Theresa jumps from the van and hustles to catch the breeder on the road. She makes her promise not to kill the dog and to hold it until Theresa swings through the area on her next monthly run. Theresa reluctantly moves the caravan ahead on the day’s mission, still grumbling about that husky, not so sure that the breeder will keep her promise.
Not all breeders are created equally. As we log hour after hour on these rural roads, I see firsthand how a breeder in Missouri, where the Canine Cruelty Prevention Act raises the bar for dogs’ treatment somewhat, differs from one in Oklahoma, Kansas, or Arkansas.
Theresa does not paint breeders with broad strokes. She operates in an unusual gray area where few, if any, other advocates for dogs are willing to. Where most would find it abhorrent to even speak to a breeder who runs what can only be called a puppy mill, Theresa is willing to build relationships that, to the observer like myself, appear to even border on friendship. Many of the breeders we meet along the way hug her and her team, happy to see them again. With the breeders, Theresa is a brighter, friendlier, warmer version of her otherwise cynical, New York–native self. When one ragged Havanese with bloodied paws is transferred into her care and the breeder tells her its name is Jolene, Theresa breaks out into the Dolly Parton tune of the same name and gets everyone merrily singing along, even the breeder. The dog doesn’t blink—she doesn’t know her name; no one’s ever called her anything before. Once we’re safely back in the van and out of the earshot of the breeder, Theresa unleashes her fury on the state of that breeder’s dogs. It clearly isn’t easy to walk the line she treads every day.
While some animal rights activists decry the breeding of dogs altogether—be it in a puppy mill or a sparkling clean and ostensibly humane facility—Theresa sees a more nuanced palette. Of one commercial breeder she works with in Missouri that we do not get to visit on this trip, she says, “If every facility was like hers, we wouldn’t have a problem. There wouldn’t be any puppy mills.” But then again, Theresa does not consider herself an activist.

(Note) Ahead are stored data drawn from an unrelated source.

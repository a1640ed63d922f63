//! Projection key derivation
//!
//! Keys have the form `<kind>.<namespace>.<name>` with the kind lowercased.
//! Kinds and namespaces never contain `.`, so the first two separators
//! split a key unambiguously and distinct triples always give distinct keys.

use kube::Resource;
use sha2::{Digest, Sha256};

/// Longest key a Secret data entry accepts
pub const MAX_KEY_LEN: usize = 253;

/// Marks a name segment replaced by its digest; `_` never appears in object names
const HASHED_NAME_PREFIX: &str = "_sha256_";

pub fn key_for(kind: &str, namespace: &str, name: &str) -> String {
    let kind = kind.to_ascii_lowercase();
    let key = format!("{}.{}.{}", kind, namespace, name);
    if key.len() <= MAX_KEY_LEN {
        return key;
    }

    let digest = hex::encode(Sha256::digest(name.as_bytes()));
    format!("{}.{}.{}{}", kind, namespace, HASHED_NAME_PREFIX, digest)
}

/// Key for a cluster object, using its kind, namespace and name
pub fn key_for_object<K: Resource<DynamicType = ()>>(object: &K) -> String {
    let meta = object.meta();
    key_for(
        &K::kind(&()),
        meta.namespace.as_deref().unwrap_or_default(),
        meta.name.as_deref().unwrap_or_default(),
    )
}
//! Controller process settings

use anyhow::{Context, Result};
use std::time::Duration;

pub const REQUEUE_SECS_ENV: &str = "ROUTER_REQUEUE_SECS";
pub const ERROR_REQUEUE_SECS_ENV: &str = "ROUTER_ERROR_REQUEUE_SECS";
pub const LOG_FORMAT_ENV: &str = "ROUTER_LOG_FORMAT";

#[derive(Clone, Copy, Debug, PartialEq, Eq)]
pub enum LogFormat {
    Text,
    Json,
}

#[derive(Clone, Debug, PartialEq, Eq)]
pub struct ControllerSettings {
    /// Delay before the next pass when the engine asks to requeue
    pub requeue_interval: Duration,
    /// Delay before retrying a pass that failed
    pub error_requeue_interval: Duration,
    pub log_format: LogFormat,
}

impl Default for ControllerSettings {
    fn default() -> Self {
        Self {
            requeue_interval: Duration::from_secs(1),
            error_requeue_interval: Duration::from_secs(60),
            log_format: LogFormat::Text,
        }
    }
}

impl ControllerSettings {
    pub fn from_env() -> Result<Self> {
        Self::from_lookup(|key| std::env::var(key).ok())
    }

    pub fn from_lookup<F>(lookup: F) -> Result<Self>
    where
        F: Fn(&str) -> Option<String>,
    {
        let read = |key: &str| {
            lookup(key)
                .map(|value| value.trim().to_string())
                .filter(|value| !value.is_empty())
        };
        let seconds = |key: &str| -> Result<Option<Duration>> {
            read(key)
                .map(|value| {
                    value
                        .parse::<u64>()
                        .map(Duration::from_secs)
                        .with_context(|| format!("{} must be a whole number of seconds, got {:?}", key, value))
                })
                .transpose()
        };

        let mut settings = Self::default();
        if let Some(interval) = seconds(REQUEUE_SECS_ENV)? {
            settings.requeue_interval = interval;
        }
        if let Some(interval) = seconds(ERROR_REQUEUE_SECS_ENV)? {
            settings.error_requeue_interval = interval;
        }
        if read(LOG_FORMAT_ENV).is_some_and(|format| format.eq_ignore_ascii_case("json")) {
            settings.log_format = LogFormat::Json;
        }
        Ok(settings)
    }
}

“I’m a person who believes in all living things’ right to humane treatment. I’m not a humaniac,” she says, creating a portmanteau of the words humane and maniac. “I’m not even an animal rights activist. Animal rights and animal welfare are very different. I do want animals in my home and in my life. Animal rights people think we never should have done that… There’s nothing radical about the way I act. I go in and very diplomatically work with these people to bring dogs home. Some people say it’s like I’m in bed with the breeders, like I’m protecting them… We’ve rescued over ten thousand mill dogs in less than nine years. How many times do you think we could bully [breeders], push them around, stab them in the back, whatever—and continue to bring these dogs home? At the end of the day for us, it’s about bringing these dogs home, out of that life. Nothing else.”
*All breeder and all dog names in this chapter have been changed. In the case of the dogs, I’ve tried to stay true to the spirit or tone of the original names.